**Stored data entries**:
———

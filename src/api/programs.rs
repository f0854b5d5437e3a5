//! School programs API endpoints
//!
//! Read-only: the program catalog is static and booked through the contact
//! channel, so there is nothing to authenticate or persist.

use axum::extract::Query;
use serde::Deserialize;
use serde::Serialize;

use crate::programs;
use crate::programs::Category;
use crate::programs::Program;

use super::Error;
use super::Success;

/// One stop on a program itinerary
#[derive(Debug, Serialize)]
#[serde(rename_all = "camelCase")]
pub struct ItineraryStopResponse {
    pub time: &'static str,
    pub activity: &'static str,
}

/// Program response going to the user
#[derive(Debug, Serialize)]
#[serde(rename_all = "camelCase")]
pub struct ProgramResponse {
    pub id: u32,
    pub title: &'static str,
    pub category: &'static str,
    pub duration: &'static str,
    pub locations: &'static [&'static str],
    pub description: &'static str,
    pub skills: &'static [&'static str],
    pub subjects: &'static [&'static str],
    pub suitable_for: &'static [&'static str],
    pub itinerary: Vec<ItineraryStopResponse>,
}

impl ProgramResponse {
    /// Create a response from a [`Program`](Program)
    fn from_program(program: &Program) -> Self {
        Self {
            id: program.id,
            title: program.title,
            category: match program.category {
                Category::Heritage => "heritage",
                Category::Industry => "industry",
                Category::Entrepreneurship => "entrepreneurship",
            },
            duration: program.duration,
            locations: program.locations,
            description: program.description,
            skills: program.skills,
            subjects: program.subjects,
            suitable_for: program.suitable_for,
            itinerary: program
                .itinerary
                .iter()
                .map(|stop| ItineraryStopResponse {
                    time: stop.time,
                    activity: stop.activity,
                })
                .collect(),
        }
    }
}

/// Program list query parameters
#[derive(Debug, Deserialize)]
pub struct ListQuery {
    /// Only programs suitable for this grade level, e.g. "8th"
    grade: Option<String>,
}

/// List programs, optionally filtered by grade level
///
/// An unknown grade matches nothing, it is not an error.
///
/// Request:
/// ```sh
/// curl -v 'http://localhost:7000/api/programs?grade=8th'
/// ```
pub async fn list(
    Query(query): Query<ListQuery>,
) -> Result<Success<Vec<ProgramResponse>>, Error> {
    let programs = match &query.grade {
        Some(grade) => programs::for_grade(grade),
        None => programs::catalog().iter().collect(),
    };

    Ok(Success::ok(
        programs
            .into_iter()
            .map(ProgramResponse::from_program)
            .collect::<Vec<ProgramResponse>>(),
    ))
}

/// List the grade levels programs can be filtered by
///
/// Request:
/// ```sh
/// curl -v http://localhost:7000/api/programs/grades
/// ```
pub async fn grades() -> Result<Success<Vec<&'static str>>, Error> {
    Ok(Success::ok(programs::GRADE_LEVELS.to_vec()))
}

———

**WHAT THE EXERCISE ASKS**:
Please retype every entry above exactly as it stands.

**REPLY TO THE TASK**:
filename src/api/programs.rs
repository f0854b5d5437e3a5
//! School programs API endpoints
//!
//! Read-only: the program catalog is static and booked through the contact
//! channel, so there is nothing to authenticate or persist.

use axum::extract::Query;
use serde::Deserialize;
use serde::Serialize;

use crate::programs;
use crate::programs::Category;
use crate::programs::Program;

use super::Error;
use super::Success;

/// One stop on a program itinerary
#[derive(Debug, Serialize)]
#[serde(rename_all = "camelCase")]
pub struct ItineraryStopResponse {
    pub time: &'static str,
    pub activity: &'static str,
}

/// Program response going to the user
#[derive(Debug, Serialize)]
#[serde(rename_all = "camelCase")]
pub struct ProgramResponse {
    pub id: u32,
    pub title: &'static str,
    pub category: &'static str,
    pub duration: &'static str,
    pub locations: &'static [&'static str],
    pub description: &'static str,
    pub skills: &'static [&'static str],
    pub subjects: &'static [&'static str],
    pub suitable_for: &'static [&'static str],
    pub itinerary: Vec<ItineraryStopResponse>,
}

impl ProgramResponse {
    /// Create a response from a [`Program`](Program)
    fn from_program(program: &Program) -> Self {
        Self {
            id: program.id,
            title: program.title,
            category: match program.category {
                Category::Heritage => "heritage",
                Category::Industry => "industry",
                Category::Entrepreneurship => "entrepreneurship",
            },
            duration: program.duration,
            locations: program.locations,
            description: program.description,
            skills: program.skills,
            subjects: program.subjects,
            suitable_for: program.suitable_for,
            itinerary: program
                .itinerary
                .iter()
                .map(|stop| ItineraryStopResponse {
                    time: stop.time,
                    activity: stop.activity,
                })
                .collect(),
        }
    }
}

/// Program list query parameters
#[derive(Debug, Deserialize)]
pub struct ListQuery {
    /// Only programs suitable for this grade level, e.g. "8th"
    grade: Option<String>,
}

/// List programs, optionally filtered by grade level
///
/// An unknown grade matches nothing, it is not an error.
///
/// Request:
/// ```sh
/// curl -v 'http://localhost:7000/api/programs?grade=8th'
/// ```
pub async fn list(
    Query(query): Query<ListQuery>,
) -> Result<Success<Vec<ProgramResponse>>, Error> {
    let programs = match &query.grade {
        Some(grade) => programs::for_grade(grade),
        None => programs::catalog().iter().collect(),
    };

    Ok(Success::ok(
        programs
            .into_iter()
            .map(ProgramResponse::from_program)
            .collect::<Vec<ProgramResponse>>(),
    ))
}

/// List the grade levels programs can be filtered by
///
/// Request:
/// ```sh
/// curl -v http://localhost:7000/api/programs/grades
/// ```
pub async fn grades() -> Result<Success<Vec<&'static str>>, Error> {
    Ok(Success::ok(programs::GRADE_LEVELS.to_vec()))
}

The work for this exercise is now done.